Amarnath Ravva

Random Access Memory: a narrative process

Weeks after the millennium, I had discovered the madelines of an older digital age—video I had taken when I was 12 years old. I began to write texts triggered by the images and experiences recorded on those few grainy tapes, and soon afterwards decided to recreate the process so that it would be more under my control, and less a product of accident or discovery. During the summer of 2001, I made a trip to India with a video camera and 25 hours of blank tape. I used the video camera as a note taking tool and recorded experiences, photos, evenings, mornings and afternoons. As I wrote from my footage, the connections and associations were almost random—sounds would produce associations far removed in time and space; a relative’s expression could bring forth a narrative that did nothing to explain the look on their face.

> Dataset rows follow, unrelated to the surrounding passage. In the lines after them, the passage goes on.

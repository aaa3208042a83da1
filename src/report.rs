use std::io::Write;

use crate::dedupe::ScanReport;

/// Paths one per line, a blank line after each group.
pub fn write_text(out: &mut impl Write, report: &ScanReport) -> std::io::Result<()> {
    for group in &report.groups {
        for path in &group.paths {
            writeln!(out, "{}", path.display())?;
        }
        writeln!(out)?;
    }
    Ok(())
}

pub fn write_json(out: &mut impl Write, report: &ScanReport) -> serde_json::Result<()> {
    serde_json::to_writer_pretty(&mut *out, report)?;
    writeln!(out).map_err(serde_json::Error::io)
}

/// One-line summary for stderr.
pub fn summary(report: &ScanReport) -> String {
    let duplicates: usize = report.groups.iter().map(|g| g.paths.len()).sum();
    let wasted: u64 = report
        .groups
        .iter()
        .map(|g| g.size * (g.paths.len() as u64 - 1))
        .sum();
    let mut line = format!(
        "{} files scanned, {} hashed, {} duplicate groups ({} files, {} reclaimable)",
        report.stats.files_seen,
        report.stats.files_hashed,
        report.groups.len(),
        duplicates,
        fmt_size(wasted),
    );
    if !report.skipped.is_empty() {
        line.push_str(&format!(", {} paths skipped", report.skipped.len()));
    }
    line
}

/// Human-readable byte size (e.g. "1.2 GB").
pub fn fmt_size(bytes: u64) -> String {
    const KB: f64 = 1024.0;
    const MB: f64 = KB * 1024.0;
    const GB: f64 = MB * 1024.0;
    let b = bytes as f64;
    if b >= GB {
        format!("{:.1} GB", b / GB)
    } else if b >= MB {
        format!("{:.1} MB", b / MB)
    } else if b >= KB {
        format!("{:.1} KB", b / KB)
    } else {
        format!("{} B", bytes)
    }
}

#[cfg(test)]
mod tests {
    use super::*;
    use crate::dedupe::{DuplicateGroup, ScanStats, SkippedPath};
    use crate::hash::Digest;
    use std::path::PathBuf;

    fn report() -> ScanReport {
        ScanReport {
            groups: vec![
                DuplicateGroup {
                    digest: Digest::from(blake3::hash(b"hello")),
                    size: 5,
                    paths: vec![PathBuf::from("a.txt"), PathBuf::from("b.txt")],
                },
                DuplicateGroup {
                    digest: Digest::from(blake3::hash(b"x")),
                    size: 2048,
                    paths: vec![
                        PathBuf::from("c"),
                        PathBuf::from("d"),
                        PathBuf::from("e"),
                    ],
                },
            ],
            skipped: vec![SkippedPath {
                path: PathBuf::from("locked"),
                reason: "cannot read locked".to_string(),
            }],
            stats: ScanStats {
                roots: 1,
                files_seen: 9,
                files_hashed: 5,
                cache_hits: 3,
                bytes_hashed: 6154,
            },
        }
    }

    #[test]
    fn text_output_separates_groups_with_blank_lines() {
        let mut out = Vec::new();
        write_text(&mut out, &report()).unwrap();
        assert_eq!(String::from_utf8(out).unwrap(), "a.txt\nb.txt\n\nc\nd\ne\n\n");
    }

    #[test]
    fn json_output_has_hex_digests() {
        let mut out = Vec::new();
        write_json(&mut out, &report()).unwrap();
        let value: serde_json::Value = serde_json::from_slice(&out).unwrap();
        assert_eq!(
            value["groups"][0]["digest"],
            blake3::hash(b"hello").to_hex().to_string()
        );
        assert_eq!(value["groups"][1]["paths"].as_array().unwrap().len(), 3);
        assert_eq!(value["stats"]["files_hashed"], 5);
    }

    #[test]
    fn summary_counts_reclaimable_bytes() {
        assert_eq!(
            summary(&report()),
            "9 files scanned, 5 hashed, 2 duplicate groups (5 files, 4.0 KB reclaimable), 1 paths skipped"
        );
    }

    #[test]
    fn sizes_are_humanized() {
        assert_eq!(fmt_size(512), "512 B");
        assert_eq!(fmt_size(1536), "1.5 KB");
        assert_eq!(fmt_size(3 * 1024 * 1024), "3.0 MB");
    }
}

In 2003, all the tapes, and their endless permutations of associations, were stolen from me. I returned to India to record again; in some cases attempting to recreate what I had already documented and often found that it was impossible. Balconies I filmed or filmed from were no longer there; relatives had moved away and changed. My process became one of approximation, of being as close as possible to what I remembered, knowing that my memory was fallible and full of lacunae.

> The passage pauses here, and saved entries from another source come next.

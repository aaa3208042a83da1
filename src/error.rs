use std::path::PathBuf;

use thiserror::Error;

pub type Result<T> = std::result::Result<T, Error>;

#[derive(Debug, Error)]
pub enum Error {
    /// A directory could not be listed (or a link resolved) while walking a root.
    #[error("cannot walk {}", .path.display())]
    Walk {
        path: PathBuf,
        #[source]
        source: walkdir::Error,
    },

    #[error("cannot stat {}: {source}", .path.display())]
    Metadata {
        path: PathBuf,
        #[source]
        source: std::io::Error,
    },

    /// A file could not be opened or read while hashing or verifying it.
    #[error("cannot read {}: {source}", .path.display())]
    Read {
        path: PathBuf,
        #[source]
        source: std::io::Error,
    },

    #[error("invalid glob pattern {pattern:?}: {source}")]
    Pattern {
        pattern: String,
        #[source]
        source: globset::Error,
    },

    #[error("invalid config file {}: {source}", .path.display())]
    Config {
        path: PathBuf,
        #[source]
        source: ConfigError,
    },
}

#[derive(Debug, Error)]
pub enum ConfigError {
    #[error(transparent)]
    Io(#[from] std::io::Error),
    #[error(transparent)]
    Yaml(#[from] serde_yaml::Error),
}

impl Error {
    /// The filesystem path the error refers to, if any.
    pub fn path(&self) -> Option<&std::path::Path> {
        match self {
            Error::Walk { path, .. }
            | Error::Metadata { path, .. }
            | Error::Read { path, .. }
            | Error::Config { path, .. } => Some(path),
            Error::Pattern { .. } => None,
        }
    }
}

Part of the reason for my return to India in 2003 was to fulfill a wish for my mother, who wanted me to perform a ritual at the southern most tip of the country in a place called Rameswaram. As I set up my video camera to document the ritual, the pujaris, or priests, told me that I could only make a partial document of the ceremony. Omission and prohibition, what could not be recorded, became the focus of the texts I generated. The text began to fill in the gaps and spoke to the unanswerable questions posed by the series of images I watched. How is it that I got here and why? As I watched what they allowed me to document, I began to write what could never be seen in the video—the historical narratives that had brought me to that moment or accounts of what was missing from the visual record. My experimental manuscript, generated from this process of exchange between text and video, finds its only linear coherence through sections marked by time code, such as 01:34:15:00, that correspond to video of the ritual. All other sections are joined narratively through traces and triggers and are attempts to understand those moments.